A local sporting goods store closed a few years ago and most of their stuff was marked down 50%. I cleaned ‘em out on the Platypus stuff. I’ve got a plastic tub full of these things in storage.

Nalgene 48 oz. ‘Cantene’….holds 50% more water than usual-sized Nalgene bottles.

Nalgene, the folks that make those rugged drink bottles I like so much, also has a presence in the market for these sorts of products. Since I got such a good deal on the Platypus stuff, I tend to stick with them. However, the Nalgene does have some interesting uses…for one thing their large 48 oz version ( Nalgene Wide Mouth Cantene ) has the same size/threaded opening and cap as their hard bottles. This means that any of the accessories that thread onto the hard bottle mouth will work with the flexible one. More interestingly, in the book Six Ways In And Twelve Way Out it is mentioned that for a small survival kit the Nalgene wide-mouthed bottle is an excellent container to protect your small items from the environment. The idea being that you keep your little stash of matches, fish hooks, paracord, whistle, etc, etc, inside the Nalgene to keep them protected. An interesting idea except that once you decide to actually use the thing for it’s intended purpose of carrying water you now have a couple handfuls of small items you have to find a way to carry.

Anyway….in weather like this I usually take a hard Nalgene bottle, fill it 1/3 with ice tea, freeze it over night, and then fill the remainder with more iced tea. After that it goes in my bag (or on my bag, more likely) and keeps things cold most of the day. But I keep one or two of the Nalgene or Platypus soft-bottles in my bag ‘just in case’. Why? Well, you never know when you’re going to find yourself in a strait where you’re going to want to have as much water as you can carry. Remember those old movies where the guy is in the desert and he tilts the canteen to his lips and only a few drops of water come out? He looks at it and then disgustedly throws it away. What they don’t show is that when this genius eventually does come across a water supply he know has no way to carry the water. So..I carry an extra or two, empty and rolled up, in my bag. They take up far less space than a hard bottle and if, for example, it looks like a real killer of a day I can load up at the nearest water source and have extra water to carry…or to hand off to a less-prepared partner.

Another nice side benefit of these things is that as you empty them you can squeeze the air out so the things don’t make any sloshing noises like you’d get with a half full (or half empty) canteen. Don’t know about you but I hate hearing that sloshing noise every time I take a step when I’m out hunting.

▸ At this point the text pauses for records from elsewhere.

//! HTML and XHTML backend.
//!
//! [`renderer`] builds a capability table that writes HTML fragments: every
//! block starts on a fresh line, text is escaped, and headings up to the
//! configured nesting level get `toc_N` anchors that match the entries
//! produced by [`crate::toc`].

use rw_buffer::Buffer;

use crate::callbacks::{Callbacks, Renderer};
use crate::escape::{escape_href, escape_html};
use crate::flags::{Alignment, AutolinkType, HtmlFlags, ListFlags, TableFlags};
use crate::state::HtmlState;
use crate::util::trim_trailing_newlines;

/// Result of matching raw markup against a tag name.
#[derive(Clone, Copy, Debug, PartialEq, Eq)]
pub enum HtmlTag {
    None,
    Open,
    Close,
}

/// Check whether `data` starts with an opening or closing `tagname` tag.
///
/// The name must be followed by whitespace or `>`, so `<b>` matches `b` but
/// `<br>` does not.
///
/// ```
/// use rw_renderer::{HtmlTag, is_tag};
///
/// assert_eq!(is_tag(b"<div class=\"x\">", "div"), HtmlTag::Open);
/// assert_eq!(is_tag(b"</div>", "div"), HtmlTag::Close);
/// assert_eq!(is_tag(b"<divider>", "div"), HtmlTag::None);
/// ```
#[must_use]
pub fn is_tag(data: &[u8], tagname: &str) -> HtmlTag {
    if data.len() < 3 || data[0] != b'<' {
        return HtmlTag::None;
    }

    let closed = data[1] == b'/';
    let mut i = if closed { 2 } else { 1 };
    for &expected in tagname.as_bytes() {
        if i == data.len() {
            break;
        }
        if data[i] != expected {
            return HtmlTag::None;
        }
        i += 1;
    }

    if i == data.len() {
        return HtmlTag::None;
    }
    if data[i].is_ascii_whitespace() || data[i] == b'>' {
        if closed { HtmlTag::Close } else { HtmlTag::Open }
    } else {
        HtmlTag::None
    }
}

/// Create an HTML renderer.
///
/// Headings of level `nesting_level` or shallower get `id="toc_N"`. With
/// [`HtmlFlags::SKIP_HTML`] or [`HtmlFlags::ESCAPE`] the block-HTML slot is
/// left empty so raw blocks never reach the output verbatim.
#[must_use]
pub fn renderer(flags: HtmlFlags, nesting_level: u32) -> Renderer<HtmlState> {
    let mut callbacks = callbacks();
    if flags.intersects(HtmlFlags::SKIP_HTML | HtmlFlags::ESCAPE) {
        callbacks.blockhtml = None;
    }
    tracing::debug!(%flags, nesting_level, "Created HTML renderer");
    Renderer::new(callbacks, HtmlState::new(flags, nesting_level))
}

/// The full HTML capability table.
#[must_use]
pub fn callbacks() -> Callbacks<HtmlState> {
    Callbacks {
        blockcode: Some(blockcode),
        blockquote: Some(blockquote),
        header: Some(header),
        hrule: Some(hrule),
        list: Some(list),
        listitem: Some(listitem),
        paragraph: Some(paragraph),
        table: Some(table),
        table_header: Some(table_header),
        table_body: Some(table_body),
        table_row: Some(table_row),
        table_cell: Some(table_cell),
        footnotes: Some(footnotes),
        footnote_def: Some(footnote_def),
        blockhtml: Some(raw_block),

        autolink: Some(autolink),
        codespan: Some(codespan),
        double_emphasis: Some(double_emphasis),
        emphasis: Some(emphasis),
        underline: Some(underline),
        highlight: Some(highlight),
        quote: Some(quote),
        image: Some(image),
        linebreak: Some(linebreak),
        link: Some(link),
        triple_emphasis: Some(triple_emphasis),
        strikethrough: Some(strikethrough),
        superscript: Some(superscript),
        footnote_ref: Some(footnote_ref),
        math: Some(math),
        raw_html: Some(raw_html),

        normal_text: Some(normal_text),
        ..Callbacks::empty()
    }
}

/// Start a block on a fresh line unless it opens the output.
fn block_start(ob: &mut Buffer) {
    if !ob.is_empty() {
        ob.putc(b'\n');
    }
}

/// Wrap non-empty span content in a tag pair.
fn wrap(ob: &mut Buffer, content: &[u8], open: &str, close: &str) -> bool {
    if content.is_empty() {
        return false;
    }
    ob.puts(open);
    ob.put(content);
    ob.puts(close);
    true
}

/// Close an anchor's opening tag, letting the decorator add attributes.
fn close_anchor(ob: &mut Buffer, link: &[u8], state: &HtmlState) {
    match state.link_attributes {
        Some(decorate) => {
            ob.putc(b'"');
            decorate(ob, link, state);
            ob.putc(b'>');
        }
        None => ob.puts("\">"),
    }
}

// Block-level

fn blockcode(ob: &mut Buffer, text: &[u8], lang: Option<&[u8]>, _state: &mut HtmlState) {
    block_start(ob);
    match lang {
        Some(lang) => {
            ob.puts("<pre><code class=\"language-");
            escape_html(ob, lang, false);
            ob.puts("\">");
        }
        None => ob.puts("<pre><code>"),
    }
    escape_html(ob, text, false);
    ob.puts("</code></pre>\n");
}

fn blockquote(ob: &mut Buffer, content: &[u8], _state: &mut HtmlState) {
    block_start(ob);
    ob.puts("<blockquote>\n");
    ob.put(content);
    ob.puts("</blockquote>\n");
}

fn header(ob: &mut Buffer, content: &[u8], level: u32, state: &mut HtmlState) {
    block_start(ob);
    if level <= state.toc.nesting_level {
        ob.printf(format_args!(
            "<h{level} id=\"toc_{}\">",
            state.toc.header_count
        ));
        state.toc.header_count += 1;
    } else {
        ob.printf(format_args!("<h{level}>"));
    }
    ob.put(content);
    ob.printf(format_args!("</h{level}>\n"));
}

fn hrule(ob: &mut Buffer, state: &mut HtmlState) {
    block_start(ob);
    ob.puts(if state.use_xhtml() { "<hr/>\n" } else { "<hr>\n" });
}

fn list(ob: &mut Buffer, content: &[u8], flags: ListFlags, _state: &mut HtmlState) {
    block_start(ob);
    let ordered = flags.contains(ListFlags::ORDERED);
    ob.puts(if ordered { "<ol>\n" } else { "<ul>\n" });
    ob.put(content);
    ob.puts(if ordered { "</ol>\n" } else { "</ul>\n" });
}

fn listitem(ob: &mut Buffer, content: &[u8], _flags: ListFlags, _state: &mut HtmlState) {
    ob.puts("<li>");
    ob.put(trim_trailing_newlines(content));
    ob.puts("</li>\n");
}

fn paragraph(ob: &mut Buffer, content: &[u8], state: &mut HtmlState) {
    let Some(start) = content.iter().position(|b| !b.is_ascii_whitespace()) else {
        return;
    };

    block_start(ob);
    ob.puts("<p>");
    if state.flags.contains(HtmlFlags::HARD_WRAP) {
        let mut i = start;
        while i < content.len() {
            let line = i;
            while i < content.len() && content[i] != b'\n' {
                i += 1;
            }
            ob.put(&content[line..i]);

            // No break for a newline ending the paragraph.
            if i + 1 >= content.len() {
                break;
            }
            linebreak(ob, state);
            i += 1;
        }
    } else {
        ob.put(&content[start..]);
    }
    ob.puts("</p>\n");
}

fn raw_block(ob: &mut Buffer, text: &[u8], _state: &mut HtmlState) {
    let text = trim_trailing_newlines(text);
    let start = text.iter().take_while(|&&b| b == b'\n').count();
    if start == text.len() {
        return;
    }

    block_start(ob);
    ob.put(&text[start..]);
    ob.putc(b'\n');
}

fn table(ob: &mut Buffer, content: &[u8], _state: &mut HtmlState) {
    block_start(ob);
    ob.puts("<table>\n");
    ob.put(content);
    ob.puts("</table>\n");
}

fn table_header(ob: &mut Buffer, content: &[u8], _state: &mut HtmlState) {
    block_start(ob);
    ob.puts("<thead>\n");
    ob.put(content);
    ob.puts("</thead>\n");
}

fn table_body(ob: &mut Buffer, content: &[u8], _state: &mut HtmlState) {
    block_start(ob);
    ob.puts("<tbody>\n");
    ob.put(content);
    ob.puts("</tbody>\n");
}

fn table_row(ob: &mut Buffer, content: &[u8], _state: &mut HtmlState) {
    ob.puts("<tr>\n");
    ob.put(content);
    ob.puts("</tr>\n");
}

fn table_cell(ob: &mut Buffer, content: &[u8], flags: TableFlags, _state: &mut HtmlState) {
    let tag = if flags.is_header() { "th" } else { "td" };
    ob.putc(b'<');
    ob.puts(tag);
    match flags.alignment() {
        Alignment::Center => ob.puts(" style=\"text-align: center\">"),
        Alignment::Left => ob.puts(" style=\"text-align: left\">"),
        Alignment::Right => ob.puts(" style=\"text-align: right\">"),
        Alignment::None => ob.putc(b'>'),
    }
    ob.put(content);
    ob.puts("</");
    ob.puts(tag);
    ob.puts(">\n");
}

fn footnotes(ob: &mut Buffer, content: &[u8], state: &mut HtmlState) {
    block_start(ob);
    ob.puts("<div class=\"footnotes\">\n");
    ob.puts(if state.use_xhtml() { "<hr/>\n" } else { "<hr>\n" });
    ob.puts("<ol>\n");
    ob.put(content);
    ob.puts("\n</ol>\n</div>\n");
}

/// Footnote body with a back-reference spliced before the first `</p>`.
///
/// The close tag is found by a plain byte scan, so a `</p>` inside nested
/// markup also matches.
fn footnote_def(ob: &mut Buffer, content: &[u8], num: u32, _state: &mut HtmlState) {
    let close = content
        .windows(4)
        .position(|window| window.eq_ignore_ascii_case(b"</p>"));

    ob.printf(format_args!("\n<li id=\"fn{num}\">\n"));
    match close {
        Some(i) => {
            ob.put(&content[..i]);
            ob.printf(format_args!(
                "&nbsp;<a href=\"#fnref{num}\" rev=\"footnote\">&#8617;</a>"
            ));
            ob.put(&content[i..]);
        }
        None => ob.put(content),
    }
    ob.puts("</li>\n");
}

// Span-level

fn autolink(ob: &mut Buffer, link: &[u8], kind: AutolinkType, state: &mut HtmlState) -> bool {
    if link.is_empty() {
        return false;
    }

    ob.puts("<a href=\"");
    if kind == AutolinkType::Email {
        ob.puts("mailto:");
    }
    escape_href(ob, link);
    close_anchor(ob, link, state);

    // Show `mailto:me@example.com` as the bare address.
    let text = link.strip_prefix(b"mailto:").unwrap_or(link);
    escape_html(ob, text, false);
    ob.puts("</a>");
    true
}

pub(crate) fn codespan(ob: &mut Buffer, text: &[u8], _state: &mut HtmlState) -> bool {
    ob.puts("<code>");
    escape_html(ob, text, false);
    ob.puts("</code>");
    true
}

pub(crate) fn double_emphasis(ob: &mut Buffer, content: &[u8], _state: &mut HtmlState) -> bool {
    wrap(ob, content, "<strong>", "</strong>")
}

pub(crate) fn emphasis(ob: &mut Buffer, content: &[u8], _state: &mut HtmlState) -> bool {
    wrap(ob, content, "<em>", "</em>")
}

pub(crate) fn underline(ob: &mut Buffer, content: &[u8], _state: &mut HtmlState) -> bool {
    wrap(ob, content, "<u>", "</u>")
}

pub(crate) fn highlight(ob: &mut Buffer, content: &[u8], _state: &mut HtmlState) -> bool {
    wrap(ob, content, "<mark>", "</mark>")
}

pub(crate) fn quote(ob: &mut Buffer, content: &[u8], _state: &mut HtmlState) -> bool {
    wrap(ob, content, "<q>", "</q>")
}

pub(crate) fn triple_emphasis(ob: &mut Buffer, content: &[u8], _state: &mut HtmlState) -> bool {
    wrap(ob, content, "<strong><em>", "</em></strong>")
}

pub(crate) fn strikethrough(ob: &mut Buffer, content: &[u8], _state: &mut HtmlState) -> bool {
    wrap(ob, content, "<del>", "</del>")
}

pub(crate) fn superscript(ob: &mut Buffer, content: &[u8], _state: &mut HtmlState) -> bool {
    wrap(ob, content, "<sup>", "</sup>")
}

fn image(ob: &mut Buffer, link: &[u8], title: &[u8], alt: &[u8], state: &mut HtmlState) -> bool {
    if link.is_empty() {
        return false;
    }

    ob.puts("<img src=\"");
    escape_href(ob, link);
    ob.puts("\" alt=\"");
    escape_html(ob, alt, false);
    if !title.is_empty() {
        ob.puts("\" title=\"");
        escape_html(ob, title, false);
    }
    ob.puts(if state.use_xhtml() { "\"/>" } else { "\">" });
    true
}

fn linebreak(ob: &mut Buffer, state: &mut HtmlState) -> bool {
    ob.puts(if state.use_xhtml() { "<br/>\n" } else { "<br>\n" });
    true
}

fn link(ob: &mut Buffer, content: &[u8], link: &[u8], title: &[u8], state: &mut HtmlState) -> bool {
    ob.puts("<a href=\"");
    escape_href(ob, link);
    if !title.is_empty() {
        ob.puts("\" title=\"");
        escape_html(ob, title, false);
    }
    close_anchor(ob, link, state);
    ob.put(content);
    ob.puts("</a>");
    true
}

fn footnote_ref(ob: &mut Buffer, num: u32, _state: &mut HtmlState) -> bool {
    ob.printf(format_args!(
        "<sup id=\"fnref{num}\"><a href=\"#fn{num}\" rel=\"footnote\">{num}</a></sup>"
    ));
    true
}

fn math(ob: &mut Buffer, text: &[u8], display: bool, _state: &mut HtmlState) -> bool {
    ob.puts(if display { "\\[" } else { "\\(" });
    escape_html(ob, text, false);
    ob.puts(if display { "\\]" } else { "\\)" });
    true
}

fn raw_html(ob: &mut Buffer, text: &[u8], state: &mut HtmlState) -> bool {
    if state.flags.contains(HtmlFlags::ESCAPE) {
        tracing::trace!(len = text.len(), "Escaping raw HTML");
        escape_html(ob, text, false);
    } else if state.flags.contains(HtmlFlags::SKIP_HTML) {
        tracing::trace!(len = text.len(), "Skipping raw HTML");
    } else {
        ob.put(text);
    }
    true
}

// Low-level

pub(crate) fn normal_text(ob: &mut Buffer, text: &[u8], _state: &mut HtmlState) {
    escape_html(ob, text, false);
}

Durability? I’ve read that the Platypus is a bit better than the Nalgene. The complaint with the Nalgenes seems to center on where the threaded neck is ‘welded’ to the pouch itself. Apparently they sometimes leak. I’ve had a bunch of the Platypus and have never had a problem. haven’t accidentally punctured one yet, although I suppose it’s possible…which is way i usually keep the full ones in something like a Maxpedition Rollypoly (which is what I use..great product) or similar cordura ‘holster’ to protect it from the rigors of life. And, nice thing is that when the Platypus is empty I can also roll up the RollyPoly to it’s compressed size and tuck it away.

If you’re only using the hard bottles you may wanna check these out.